The editorial, which you can read here, agrees with most of the arguments in favor of the Living Streets initiative. The editorial correctly points out that “…much good could come from re-imagining how we structure our streets and roads, bike paths and transit systems to make them more pedestrian-friendly…” and that “…our reliance on the automobile has disadvantages aplenty. Though cars have become more fuel-efficient and cleaner, millions of vehicle trips per day have an enormous environmental and societal impact. The obesity epidemic and its mushrooming medical costs show us that our communities ought to be more walkable. Major roads lined with big-box stores, chain restaurants and parking lots aren’t pleasing to the eye.”

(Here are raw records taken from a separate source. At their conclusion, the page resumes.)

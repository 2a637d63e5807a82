//! Bit gadgets: booleanity and strict field-to-bits decomposition.

use ff::{PrimeField, PrimeFieldBits};

use super::Gadget;
use crate::error::Result;
use crate::r1cs::{pack_bits, Protoboard, Variable, VariableArray};

/// Constrain every wire of a bit-string to {0, 1}.
#[derive(Clone, Debug)]
pub struct Booleanity {
    bits: VariableArray,
    annotation: String,
}

impl Booleanity {
    pub fn new(bits: &VariableArray, annotation: &str) -> Self {
        Self {
            bits: bits.clone(),
            annotation: annotation.to_owned(),
        }
    }
}

impl<F: PrimeField> Gadget<F> for Booleanity {
    fn emit_constraints(&self, pb: &mut Protoboard<F>) -> Result<()> {
        for (i, bit) in self.bits.iter().enumerate() {
            enforce_boolean(pb, bit, &format!("{}[{}]", self.annotation, i))?;
        }
        Ok(())
    }

    /// The bits are inputs; nothing to compute.
    fn compute_witness(&self, _pb: &mut Protoboard<F>) -> Result<()> {
        Ok(())
    }
}

fn enforce_boolean<F: PrimeField>(pb: &mut Protoboard<F>, bit: Variable, label: &str) -> Result<()> {
    pb.enforce(
        || format!("{} boolean", label),
        |lc| lc + bit,
        |lc| lc + Variable::ONE - bit,
        |lc| lc,
    )
}

#[derive(Clone, Copy, Debug)]
struct AndStep {
    left: Variable,
    right: Variable,
    out: Variable,
}

/// Decompose a field wire into `F::NUM_BITS` little-endian bits.
///
/// Strict: besides `Σ 2^i b_i = x`, the bits are forced to encode an integer
/// `≤ p − 1`, so every field element has exactly one accepted decomposition.
/// The comparison walks `p − 1` from the top bit; each maximal run of ones
/// is AND-ed (together with the previous run) and, where `p − 1` has a zero,
/// the candidate bit must be zero whenever that running AND is one.
#[derive(Clone, Debug)]
pub struct FieldToBits {
    input: Variable,
    bits: VariableArray,
    ands: Vec<AndStep>,
    forbidden: Vec<(Variable, Variable)>,
    annotation: String,
}

impl FieldToBits {
    pub fn new<F: PrimeFieldBits>(pb: &mut Protoboard<F>, input: Variable, annotation: &str) -> Self {
        let n = F::NUM_BITS as usize;
        let bits = VariableArray::allocate(pb, n, &format!("{}.bits", annotation));
        let max: Vec<bool> = (-F::ONE).to_le_bits().iter().by_vals().take(n).collect();

        let mut ands = Vec::new();
        let mut forbidden = Vec::new();
        let mut current_run: Vec<Variable> = Vec::new();
        let mut last_run: Option<Variable> = None;

        for i in (0..n).rev() {
            let bit = bits.as_slice()[i];
            if max[i] {
                current_run.push(bit);
                continue;
            }
            if !current_run.is_empty() {
                if let Some(prev) = last_run {
                    current_run.push(prev);
                }
                let mut acc = current_run[0];
                for next in &current_run[1..] {
                    let out = pb.allocate(format!("{}.run_and[{}]", annotation, ands.len()));
                    ands.push(AndStep {
                        left: acc,
                        right: *next,
                        out,
                    });
                    acc = out;
                }
                last_run = Some(acc);
                current_run.clear();
            }
            if let Some(run) = last_run {
                forbidden.push((run, bit));
            }
        }

        Self {
            input,
            bits,
            ands,
            forbidden,
            annotation: annotation.to_owned(),
        }
    }

    pub fn result(&self) -> &VariableArray {
        &self.bits
    }
}

impl<F: PrimeFieldBits> Gadget<F> for FieldToBits {
    fn emit_constraints(&self, pb: &mut Protoboard<F>) -> Result<()> {
        for (i, bit) in self.bits.iter().enumerate() {
            enforce_boolean(pb, bit, &format!("{}.bits[{}]", self.annotation, i))?;
        }

        let packed = pack_bits::<F>(self.bits.as_slice());
        pb.enforce(
            || format!("{}.pack", self.annotation),
            |lc| lc + &packed,
            |lc| lc + Variable::ONE,
            |lc| lc + self.input,
        )?;

        for (i, step) in self.ands.iter().enumerate() {
            pb.enforce(
                || format!("{}.run_and[{}]", self.annotation, i),
                |lc| lc + step.left,
                |lc| lc + step.right,
                |lc| lc + step.out,
            )?;
        }

        for (i, (run, bit)) in self.forbidden.iter().enumerate() {
            pb.enforce(
                || format!("{}.canonical[{}]", self.annotation, i),
                |lc| lc + *run,
                |lc| lc + *bit,
                |lc| lc,
            )?;
        }
        Ok(())
    }

    fn compute_witness(&self, pb: &mut Protoboard<F>) -> Result<()> {
        let value = pb.value_of(self.input)?;
        let bits: Vec<bool> = value
            .to_le_bits()
            .iter()
            .by_vals()
            .take(self.bits.len())
            .collect();
        self.bits.fill_with_bits(pb, &bits)?;

        for step in &self.ands {
            let out = pb.value_of(step.left)? * pb.value_of(step.right)?;
            pb.assign(step.out, out)?;
        }
        Ok(())
    }
}
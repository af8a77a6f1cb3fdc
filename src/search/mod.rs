//! Search driver.
//!
//! [`search`] lazily yields the matches of one matcher over one or more
//! parsed trees in document order: trees in the order given, nodes in
//! pre-order. [`search_files`] reads, parses and searches many files in
//! parallel and reassembles the results in file order.

pub mod cancel;
pub mod driver;
pub mod page;

pub use cancel::CancellationToken;
pub use driver::{search_files, FileDiagnostic, SearchOutcome};
pub use page::{paginate, Page, PageError, PageRequest, SearchMetadata};

use crate::matcher::{MatchResult, Matcher};
use crate::output::OutputFormat;
use crate::tree::{Descendants, SyntaxTree};
use std::slice;

/// Whether a match inside an already reported match is reported too.
#[derive(Debug, Clone, Copy, PartialEq, Eq, Default)]
pub enum NestedMatches {
    /// Report every matching node, including ones nested in another match.
    #[default]
    All,
    /// Skip the subtree of every reported match.
    Skip,
}

#[derive(Debug, Clone, Default, PartialEq, Eq)]
pub struct SearchConfig {
    /// Cap on the number of matches; `None` or `Some(0)` means unlimited.
    pub max_results: Option<usize>,
    /// Rendering of the results. Never changes which matches are found.
    pub output_format: OutputFormat,
    pub nested: NestedMatches,
    /// Worker threads for [`search_files`]; 0 uses rayon's default pool.
    pub threads: usize,
}

impl SearchConfig {
    pub fn with_max_results(mut self, max_results: Option<usize>) -> Self {
        self.max_results = max_results;
        self
    }

    pub fn with_nested(mut self, nested: NestedMatches) -> Self {
        self.nested = nested;
        self
    }

    pub fn with_threads(mut self, threads: usize) -> Self {
        self.threads = threads;
        self
    }

    pub fn with_output_format(mut self, output_format: OutputFormat) -> Self {
        self.output_format = output_format;
        self
    }

    /// Effective cap, with 0 normalised to unlimited.
    pub fn limit(&self) -> Option<usize> {
        self.max_results.filter(|&n| n > 0)
    }
}

/// Lazy sequence of matches over a list of trees.
pub struct Matches<'m, 't> {
    matcher: &'m Matcher,
    trees: slice::Iter<'t, SyntaxTree>,
    walk: Option<Descendants<'t>>,
    nested: NestedMatches,
    remaining: Option<usize>,
}

impl<'m, 't> Matches<'m, 't> {
    fn new(trees: &'t [SyntaxTree], matcher: &'m Matcher, config: &SearchConfig) -> Self {
        Self {
            matcher,
            trees: trees.iter(),
            walk: None,
            nested: config.nested,
            remaining: config.limit(),
        }
    }
}

impl<'t> Iterator for Matches<'_, 't> {
    type Item = MatchResult<'t>;

    fn next(&mut self) -> Option<Self::Item> {
        loop {
            if self.remaining == Some(0) {
                return None;
            }
            if let Some(walk) = &mut self.walk {
                while let Some(node) = walk.next() {
                    let Some(found) = self.matcher.evaluate(node) else {
                        continue;
                    };
                    if self.nested == NestedMatches::Skip {
                        walk.skip_subtree(&node);
                    }
                    if let Some(remaining) = &mut self.remaining {
                        *remaining -= 1;
                    }
                    return Some(found);
                }
            }
            let tree = self.trees.next()?;
            // Trees of another language cannot match; do not walk them.
            self.walk = (tree.language() == self.matcher.language()).then(|| tree.nodes());
        }
    }
}

/// Matches of `matcher` in one tree, in pre-order.
pub fn search<'m, 't>(tree: &'t SyntaxTree, matcher: &'m Matcher, config: &SearchConfig) -> Matches<'m, 't> {
    Matches::new(slice::from_ref(tree), matcher, config)
}

/// Matches of `matcher` across `trees`, tree by tree. `max_results` applies
/// to the whole sequence.
pub fn search_trees<'m, 't>(
    trees: &'t [SyntaxTree],
    matcher: &'m Matcher,
    config: &SearchConfig,
) -> Matches<'m, 't> {
    Matches::new(trees, matcher, config)
}

#[cfg(test)]
mod tests {
    use super::*;
    use crate::grammar::GrammarRegistry;
    use crate::matcher::compile_pattern;
    use crate::tree::parse;

    fn python_trees(registry: &GrammarRegistry, sources: &[&str]) -> Vec<SyntaxTree> {
        let python = registry.resolve("python").unwrap();
        let grammar = registry.grammar(&python).unwrap();
        sources
            .iter()
            .map(|s| parse(s, grammar.as_ref()).unwrap())
            .collect()
    }

    fn texts<'t>(matches: impl Iterator<Item = MatchResult<'t>>) -> Vec<String> {
        matches.map(|m| m.text().to_string()).collect()
    }

    #[test]
    fn max_results_takes_first_in_document_order() {
        let registry = GrammarRegistry::builtin();
        let python = registry.resolve("python").unwrap();
        let trees = python_trees(&registry, &["f(1)\nf(2)\n", "f(3)\nf(4)\n"]);
        let matcher = compile_pattern(&registry, "f($X)", &python).unwrap();

        let all = texts(search_trees(&trees, &matcher, &SearchConfig::default()));
        assert_eq!(all, vec!["f(1)", "f(2)", "f(3)", "f(4)"]);

        let config = SearchConfig::default().with_max_results(Some(3));
        let first = texts(search_trees(&trees, &matcher, &config));
        assert_eq!(first, vec!["f(1)", "f(2)", "f(3)"]);

        let config = SearchConfig::default().with_max_results(Some(0));
        assert_eq!(search_trees(&trees, &matcher, &config).count(), 4);
    }

    #[test]
    fn nested_matches_are_reported_by_default() {
        let registry = GrammarRegistry::builtin();
        let python = registry.resolve("python").unwrap();
        let trees = python_trees(&registry, &["f(f(1))\n"]);
        let matcher = compile_pattern(&registry, "f($X)", &python).unwrap();

        let all = texts(search(&trees[0], &matcher, &SearchConfig::default()));
        assert_eq!(all, vec!["f(f(1))", "f(1)"]);

        let config = SearchConfig::default().with_nested(NestedMatches::Skip);
        let outer = texts(search(&trees[0], &matcher, &config));
        assert_eq!(outer, vec!["f(f(1))"]);
    }

    #[test]
    fn search_is_restartable() {
        let registry = GrammarRegistry::builtin();
        let python = registry.resolve("python").unwrap();
        let trees = python_trees(&registry, &["g(1)\ng(2)\n"]);
        let matcher = compile_pattern(&registry, "g($X)", &python).unwrap();

        let config = SearchConfig::default();
        let first = texts(search(&trees[0], &matcher, &config));
        let second = texts(search(&trees[0], &matcher, &config));
        assert_eq!(first, second);
    }

    #[test]
    fn trees_in_other_languages_are_skipped() {
        let registry = GrammarRegistry::builtin();
        let python = registry.resolve("python").unwrap();
        let js = registry.resolve("javascript").unwrap();
        let js_tree = parse("f(1)", registry.grammar(&js).unwrap().as_ref()).unwrap();
        let matcher = compile_pattern(&registry, "f($X)", &python).unwrap();

        assert_eq!(search(&js_tree, &matcher, &SearchConfig::default()).count(), 0);
    }

    #[test]
    fn match_spans_slice_the_source() {
        let registry = GrammarRegistry::builtin();
        let python = registry.resolve("python").unwrap();
        let trees = python_trees(&registry, &["x = 1\nprint(x + 2)\n"]);
        let matcher = compile_pattern(&registry, "print($A + 2)", &python).unwrap();

        let found: Vec<_> = search(&trees[0], &matcher, &SearchConfig::default()).collect();
        assert_eq!(found.len(), 1);
        let range = found[0].byte_range();
        assert_eq!(&trees[0].source()[range], "print(x + 2)");
    }
}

Nevertheless, the Post challenges the Living Streets initiative because it would allow for vehicle lanes to be reduced or converted to other transportation uses. Thus, according to the Post‘s reasoning, any pro-bike/ped/transit policy that could conceptually increase automobile traffic congestion or inconvenience motorists is an ill-conceived policy. Basically, the Post‘s editorial position boils down to: we’re all for fixing the problem as long as the solution doesn’t affect what’s causing the problem. The philosophy of “automobiles first, everything else second” is what has gotten us into this mess in the first place. We’ve spent the last six decades inconveniencing (to put it kindly) bikes, pedestrians, and transit within our public realm. If the city’s new policy of providing a balanced approach to the function and design of our streets occasionally results in an inconvenienced motorist, so be it. In fact, some inconvenience for motorists is exactly what we need to begin changing the dysfunctional behaviors that have resulted from the mindset that the only way to get around town is by private motorcar. Denver Living Streets doesn’t aim to just better organize our streets; it seeks to fundamentally alter our attitudes about our built environment and how we choose to transport ourselves within it. To do anything less than that is to maintain the status quo, and the automobile-fixated status quo is unhealthy, inefficient, inequitable, and unsustainable.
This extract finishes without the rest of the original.